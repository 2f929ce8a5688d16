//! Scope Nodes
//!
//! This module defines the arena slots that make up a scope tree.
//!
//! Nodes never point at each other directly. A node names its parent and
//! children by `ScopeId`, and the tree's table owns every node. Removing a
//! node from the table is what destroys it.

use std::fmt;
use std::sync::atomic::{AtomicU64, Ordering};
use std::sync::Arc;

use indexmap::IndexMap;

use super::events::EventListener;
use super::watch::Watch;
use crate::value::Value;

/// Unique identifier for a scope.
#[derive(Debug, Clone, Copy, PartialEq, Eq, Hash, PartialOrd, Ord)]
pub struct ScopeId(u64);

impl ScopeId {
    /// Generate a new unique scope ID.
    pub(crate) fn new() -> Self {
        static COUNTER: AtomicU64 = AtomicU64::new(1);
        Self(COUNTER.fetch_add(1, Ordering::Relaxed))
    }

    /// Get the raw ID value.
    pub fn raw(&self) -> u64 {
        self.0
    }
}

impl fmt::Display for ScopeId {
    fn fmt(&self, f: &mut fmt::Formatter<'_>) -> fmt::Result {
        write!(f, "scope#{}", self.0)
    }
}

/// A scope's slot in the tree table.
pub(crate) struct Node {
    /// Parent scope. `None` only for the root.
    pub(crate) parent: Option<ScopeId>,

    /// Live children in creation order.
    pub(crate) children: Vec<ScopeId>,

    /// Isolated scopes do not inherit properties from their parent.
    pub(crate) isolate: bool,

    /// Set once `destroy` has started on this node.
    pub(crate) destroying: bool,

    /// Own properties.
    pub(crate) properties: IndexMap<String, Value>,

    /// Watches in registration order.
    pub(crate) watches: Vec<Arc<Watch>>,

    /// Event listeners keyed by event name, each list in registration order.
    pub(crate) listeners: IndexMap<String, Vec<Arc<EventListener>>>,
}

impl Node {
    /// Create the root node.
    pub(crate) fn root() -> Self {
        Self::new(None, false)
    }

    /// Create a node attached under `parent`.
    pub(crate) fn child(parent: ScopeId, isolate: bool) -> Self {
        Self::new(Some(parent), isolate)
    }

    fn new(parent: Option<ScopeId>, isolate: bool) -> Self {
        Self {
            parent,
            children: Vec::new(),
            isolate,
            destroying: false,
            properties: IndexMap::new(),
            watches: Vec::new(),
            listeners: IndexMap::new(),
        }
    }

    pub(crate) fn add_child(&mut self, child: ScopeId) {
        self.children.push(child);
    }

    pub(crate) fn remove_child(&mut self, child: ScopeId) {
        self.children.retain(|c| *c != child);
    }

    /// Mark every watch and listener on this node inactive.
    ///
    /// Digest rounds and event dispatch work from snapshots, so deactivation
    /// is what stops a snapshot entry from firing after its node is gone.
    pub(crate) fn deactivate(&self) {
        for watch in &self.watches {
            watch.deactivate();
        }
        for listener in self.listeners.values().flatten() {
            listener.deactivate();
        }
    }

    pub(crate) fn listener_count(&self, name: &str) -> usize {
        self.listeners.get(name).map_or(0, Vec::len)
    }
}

==

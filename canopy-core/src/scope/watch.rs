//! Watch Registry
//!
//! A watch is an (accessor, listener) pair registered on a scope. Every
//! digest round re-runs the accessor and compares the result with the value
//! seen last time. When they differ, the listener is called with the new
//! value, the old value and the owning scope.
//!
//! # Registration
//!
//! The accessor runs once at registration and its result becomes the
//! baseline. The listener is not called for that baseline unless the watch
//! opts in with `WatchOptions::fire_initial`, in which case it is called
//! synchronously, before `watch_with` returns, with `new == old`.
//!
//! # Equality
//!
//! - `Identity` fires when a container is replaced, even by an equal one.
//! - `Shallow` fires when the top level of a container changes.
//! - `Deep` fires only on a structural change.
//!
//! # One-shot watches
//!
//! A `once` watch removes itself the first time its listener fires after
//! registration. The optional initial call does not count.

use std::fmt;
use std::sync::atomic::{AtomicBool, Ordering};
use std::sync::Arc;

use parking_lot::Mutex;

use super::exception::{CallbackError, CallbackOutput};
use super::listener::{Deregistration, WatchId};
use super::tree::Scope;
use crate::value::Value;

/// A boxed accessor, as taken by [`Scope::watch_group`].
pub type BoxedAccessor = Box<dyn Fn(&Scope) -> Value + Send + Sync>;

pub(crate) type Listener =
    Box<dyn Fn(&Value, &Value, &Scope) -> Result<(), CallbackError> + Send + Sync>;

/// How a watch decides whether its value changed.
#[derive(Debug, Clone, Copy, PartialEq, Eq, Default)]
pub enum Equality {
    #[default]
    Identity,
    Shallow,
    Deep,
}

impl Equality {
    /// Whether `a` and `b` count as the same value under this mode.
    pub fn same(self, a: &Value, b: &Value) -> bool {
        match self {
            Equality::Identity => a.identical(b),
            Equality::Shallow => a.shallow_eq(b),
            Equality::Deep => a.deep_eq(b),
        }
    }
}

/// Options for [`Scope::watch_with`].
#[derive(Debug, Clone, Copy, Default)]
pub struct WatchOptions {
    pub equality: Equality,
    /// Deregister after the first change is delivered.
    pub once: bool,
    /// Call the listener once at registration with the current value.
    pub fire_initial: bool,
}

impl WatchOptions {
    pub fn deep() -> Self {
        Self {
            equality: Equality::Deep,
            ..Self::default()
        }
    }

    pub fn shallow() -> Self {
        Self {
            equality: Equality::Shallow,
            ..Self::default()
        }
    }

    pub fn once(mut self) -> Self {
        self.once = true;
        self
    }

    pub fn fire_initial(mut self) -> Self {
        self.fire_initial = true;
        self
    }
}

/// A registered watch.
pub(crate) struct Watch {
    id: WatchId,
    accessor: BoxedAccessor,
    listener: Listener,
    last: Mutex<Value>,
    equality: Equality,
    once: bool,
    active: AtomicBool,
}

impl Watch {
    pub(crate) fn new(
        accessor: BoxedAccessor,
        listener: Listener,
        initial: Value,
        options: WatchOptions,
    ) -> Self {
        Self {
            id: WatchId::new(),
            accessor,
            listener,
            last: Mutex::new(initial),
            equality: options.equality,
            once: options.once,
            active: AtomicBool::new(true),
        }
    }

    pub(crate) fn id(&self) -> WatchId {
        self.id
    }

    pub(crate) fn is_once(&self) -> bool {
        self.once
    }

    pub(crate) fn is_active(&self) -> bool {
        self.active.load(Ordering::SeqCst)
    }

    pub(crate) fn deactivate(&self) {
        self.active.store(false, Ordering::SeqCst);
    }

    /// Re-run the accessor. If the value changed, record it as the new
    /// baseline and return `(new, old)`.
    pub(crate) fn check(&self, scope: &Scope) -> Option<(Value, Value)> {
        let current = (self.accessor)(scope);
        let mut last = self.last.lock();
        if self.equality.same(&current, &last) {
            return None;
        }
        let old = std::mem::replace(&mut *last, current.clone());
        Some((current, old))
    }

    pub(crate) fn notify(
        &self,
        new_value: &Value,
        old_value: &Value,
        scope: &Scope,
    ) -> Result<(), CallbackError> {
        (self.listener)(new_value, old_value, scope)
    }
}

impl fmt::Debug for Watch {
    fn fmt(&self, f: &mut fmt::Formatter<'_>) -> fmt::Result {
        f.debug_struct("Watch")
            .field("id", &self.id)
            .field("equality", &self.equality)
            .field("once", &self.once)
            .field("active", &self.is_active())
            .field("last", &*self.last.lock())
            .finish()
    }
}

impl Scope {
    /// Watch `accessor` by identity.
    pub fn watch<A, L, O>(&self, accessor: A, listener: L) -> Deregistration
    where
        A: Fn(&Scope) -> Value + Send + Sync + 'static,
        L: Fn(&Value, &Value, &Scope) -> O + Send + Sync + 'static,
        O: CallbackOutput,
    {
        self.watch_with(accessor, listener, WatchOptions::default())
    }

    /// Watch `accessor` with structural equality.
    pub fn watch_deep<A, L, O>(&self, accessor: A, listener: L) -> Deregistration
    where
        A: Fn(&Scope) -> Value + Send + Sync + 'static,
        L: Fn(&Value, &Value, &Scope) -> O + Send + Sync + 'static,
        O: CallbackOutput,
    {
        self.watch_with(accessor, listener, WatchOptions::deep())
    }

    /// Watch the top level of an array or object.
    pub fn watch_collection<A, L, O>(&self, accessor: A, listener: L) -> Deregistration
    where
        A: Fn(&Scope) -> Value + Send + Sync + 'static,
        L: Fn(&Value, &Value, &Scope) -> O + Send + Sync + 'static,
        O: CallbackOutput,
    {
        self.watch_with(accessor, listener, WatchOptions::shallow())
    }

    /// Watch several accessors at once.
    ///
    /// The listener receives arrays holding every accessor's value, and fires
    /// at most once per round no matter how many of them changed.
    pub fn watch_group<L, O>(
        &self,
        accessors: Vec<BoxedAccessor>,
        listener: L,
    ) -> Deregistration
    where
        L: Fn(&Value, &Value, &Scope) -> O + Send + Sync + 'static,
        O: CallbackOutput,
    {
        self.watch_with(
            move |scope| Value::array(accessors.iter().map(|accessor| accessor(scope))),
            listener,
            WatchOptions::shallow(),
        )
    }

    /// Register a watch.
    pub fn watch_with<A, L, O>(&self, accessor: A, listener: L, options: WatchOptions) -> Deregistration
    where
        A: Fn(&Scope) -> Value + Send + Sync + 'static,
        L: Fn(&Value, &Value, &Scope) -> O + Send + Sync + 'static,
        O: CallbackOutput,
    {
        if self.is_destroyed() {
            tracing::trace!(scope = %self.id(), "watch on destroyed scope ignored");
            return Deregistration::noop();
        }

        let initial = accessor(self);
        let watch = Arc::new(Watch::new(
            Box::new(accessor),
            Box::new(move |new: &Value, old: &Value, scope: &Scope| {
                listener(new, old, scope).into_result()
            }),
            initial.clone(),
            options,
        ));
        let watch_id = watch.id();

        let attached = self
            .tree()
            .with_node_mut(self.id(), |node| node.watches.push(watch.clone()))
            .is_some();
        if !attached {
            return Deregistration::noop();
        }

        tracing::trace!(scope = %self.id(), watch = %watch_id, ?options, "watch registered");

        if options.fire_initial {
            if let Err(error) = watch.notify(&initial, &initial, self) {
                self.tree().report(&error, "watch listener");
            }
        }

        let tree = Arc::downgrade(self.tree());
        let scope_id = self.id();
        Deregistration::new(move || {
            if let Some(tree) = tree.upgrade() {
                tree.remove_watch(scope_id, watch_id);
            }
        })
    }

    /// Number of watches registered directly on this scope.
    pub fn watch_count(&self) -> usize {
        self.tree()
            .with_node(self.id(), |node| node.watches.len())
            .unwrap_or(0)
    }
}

- Required action -
Everything above from the line containing "node. Removing a" down to the line containing "for a scope." is to be transcribed exactly, with both of those lines included and nothing else added.

- Answer area -
//! children by `ScopeId`, and the tree's table owns every node. Removing a
//! node from the table is what destroys it.

use std::fmt;
use std::sync::atomic::{AtomicU64, Ordering};
use std::sync::Arc;

use indexmap::IndexMap;

use super::events::EventListener;
use super::watch::Watch;
use crate::value::Value;

/// Unique identifier for a scope.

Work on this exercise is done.